JERNIH — Kyaw Moe Tun, duta besar Myanmar di PBB, menentang keras kudeta militer di negaranya dan menyeru komunitas internasional memulihkan demokrasi di negaranya.
Dalam pidato dramatis di Sidang Umum PBB, Jumat 27 Februari, Moe Tun mengawalinya dengan menyebut diri sebagai wakil pemerintah sipil yang dipilih rakyat. Suara tepuk tangan memenuhi ruang sidang.
Tidak hanya tepuk tangan, Moe Tun juga kebanjiran pujian. Dubes yang mewakili Uni Eropa, Organisasi Kerjasama Islam, Dubes AS untuk PBB Linda Thomas Greenfield, silih berganti menyalami dan memujinya.
“Ia menyampaikan pidato yang berani,” kata Linda Thomas.
Moe Tun mendesak semua negara mengeluarkan pernyataan publik yang mengutuk keras kudeta. Ia juga mendesak militer Myanmar mengakhiri kekuasaan dan melepas orang-orang yang ditahan.

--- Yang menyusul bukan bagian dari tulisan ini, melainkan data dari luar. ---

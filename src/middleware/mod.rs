pub mod hmac_auth;
pub mod response;

pub use hmac_auth::{hmac_auth_middleware, AuthenticatedBody};
pub use response::{ApiResponse, ApiResult};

“Kami akan terus berjuang untuk pemerintahan yang terdiri dari rakyat, oleh rakyat, dan untuk rakyat,” Moe Tun bersumpah seraya mengacungkan tiga jari simbol perlawanan terhadap militer.
Di Twitter-nya, Menlu AS Anthony Blinken menggunakan Burma, bukan Myanmar, dalam pujiannya kepada Moe Tun. “AS memuji pernyataan berani dan jelas Dubes Moe Tun,” kata Blinken. “Kita harus memperhatikan seruan mereka untuk memulihkan demokrasi di Burma.”
Burma, nama lama negara Myanmar, berkonotasi etnis yang mendominasi Tatmadaw — julukan untuk tentara Myanmar. Dominasi etnis Bamar menyebabkan Myanmar tak pernah istirahat dari konflik.
Hampir seluruh etnis non-Burma; Kachin, Chin, Karen, Mon, Shan, dan masih banyak lagi, memberontak. Hampir setiap etnis di Myanmar punya pasukan bersenjata.
Rejim militer yang berkuasa 60 tahun mengganti Burma menjadi Myanmar. Kata Myanmar berarti ‘keselamatan’, dan tidak berkonotasi etnis.